Однако излюбленные средства Г. Миллера – сравнение и метафора. Они оригинальны и развернуты: «улицы... напоминают продольно рассеченные детородные органы, пораженные шанкром», «Нотр-Дам поднимается из воды, как надгробный памятник, горгульи высовываются над кружевным фасадом. Они висят там, точно навязчивая мысль в голове маньяка». Метафоры и сравнения Г. Миллера построены преимущественно на шоковом сближении абсолютно разнородных понятий. Такая метафора концептуальна – она заключает идею единства всех жизненный проявлений, нерасчленимости потока жизни на прекрасное и безобразное. Порой, однако, Г. Миллер сшибает понятия настолько нарочито, что повествование приобретает сюрреалистическое качество.

«Тропик рака» – это не роман в общепринятом значении слова, а скорее «антироман». Здесь отсутствует фабула, здесь есть только один герой, он же автор, и весь обширный текст представляет собой его «поток сознания», в котором слиты сиюминутные действия, ощущения и впечатления, спонтанно возникшие или же выстраданные мысли (о сексе, о современной жизни, о творчестве), воспоминания (о первых днях в Париже, о Нью-Йорке и т.д.) или обрывки воспоминаний, вызванные неожиданными ассоциациями. В этом потоке впечатлений, воспоминаний и размышлений героя всплывают и другие персонажи – и их множество: знакомые женщины с их мужьями и любовниками, проститутки, русские и индийские сотоварищи-эмигранты и т.д. Они появляются, чтобы вскоре исчезнуть из повествования совсем или на время.

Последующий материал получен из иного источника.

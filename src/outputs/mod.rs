//! Feed writers.
//!
//! Every crawl ends with one feed file in the output directory:
//!
//! ```text
//! output_dir/
//! ├── item_news_2025-10-24T09-30-00.csv
//! ├── news_2025-10-24T09-41-12.csv
//! ├── reports_2025-10-24T10-02-55.csv
//! └── boards_2025-10-24T10-15-03.json
//! ```
//!
//! # Submodules
//!
//! - [`csv`]: UTF-8 CSV, BOM-prefixed so spreadsheet tools detect the encoding
//! - [`json`]: pretty-printed JSON array

use clap::ValueEnum;
use std::error::Error;
use std::path::{Path, PathBuf};
use tokio::fs;
use tracing::{info, instrument};

use crate::dates::now_kst;
use crate::models::FeedRecord;

pub mod csv;
pub mod json;

/// Feed file format.
#[derive(Debug, Clone, Copy, PartialEq, Eq, ValueEnum)]
pub enum FeedFormat {
    Csv,
    Json,
}

impl FeedFormat {
    pub fn extension(self) -> &'static str {
        match self {
            FeedFormat::Csv => "csv",
            FeedFormat::Json => "json",
        }
    }
}

/// Writer options shared by every spider.
#[derive(Debug, Clone, Copy)]
pub struct FeedOptions {
    pub format: FeedFormat,
    /// Prefix CSV output with a UTF-8 byte order mark.
    pub bom: bool,
}

/// `{dir}/{name}_{YYYY-MM-DDTHH-MM-SS}.{ext}`, timestamped in KST.
pub fn feed_path(dir: &Path, name: &str, format: FeedFormat) -> PathBuf {
    let stamp = now_kst().format("%Y-%m-%dT%H-%M-%S");
    dir.join(format!("{name}_{stamp}.{}", format.extension()))
}

/// Serialize `records` and write them to a new feed file under `dir`.
///
/// Returns the path written.
#[instrument(level = "info", skip_all, fields(name = %name, count = records.len()))]
pub async fn write_feed<R: FeedRecord>(
    records: &[R],
    dir: &Path,
    name: &str,
    opts: FeedOptions,
) -> Result<PathBuf, Box<dyn Error>> {
    let bytes = match opts.format {
        FeedFormat::Csv => csv::to_csv_bytes(records, opts.bom)?,
        FeedFormat::Json => json::to_json_bytes(records)?,
    };
    let path = feed_path(dir, name, opts.format);
    fs::write(&path, bytes).await?;
    info!(path = %path.display(), "Wrote feed");
    Ok(path)
}

#[cfg(test)]
mod tests {
    use super::*;
    use crate::models::ReportRecord;

    #[test]
    fn test_feed_path_shape() {
        let path = feed_path(Path::new("/tmp/out"), "reports", FeedFormat::Csv);
        let file = path.file_name().unwrap().to_str().unwrap();
        assert!(file.starts_with("reports_"));
        assert!(file.ends_with(".csv"));
        // reports_ + YYYY-MM-DDTHH-MM-SS + .csv
        assert_eq!(file.len(), "reports_".len() + 19 + 4);
        assert!(!file.contains(':'));
    }

    #[tokio::test]
    async fn test_write_feed_json() {
        let dir = tempfile::tempdir().unwrap();
        let records = vec![ReportRecord {
            title: Some("반도체 전망".to_string()),
            original_id: Some("1".to_string()),
            ..ReportRecord::default()
        }];
        let opts = FeedOptions {
            format: FeedFormat::Json,
            bom: true,
        };
        let path = write_feed(&records, dir.path(), "reports", opts).await.unwrap();
        let text = std::fs::read_to_string(&path).unwrap();
        assert!(text.starts_with('['));
        assert!(text.contains("반도체 전망"));
    }
}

Композиция книги фрагментарна, причем фрагменты разнородны и разновелики: отдельная реплика-выкрик, сентенция, чей-либо портрет-шарж, пейзажная зарисовка, событие-анекдот, очерк нравов. И громоздятся они в хаотическом беспорядке. «Хаос – это партитура действительности», – заявляет Г. Миллер. Постепенно в хаосе просматриваются и становятся более или менее отчетливыми очертания городов и стран, отдельные человеческие лица.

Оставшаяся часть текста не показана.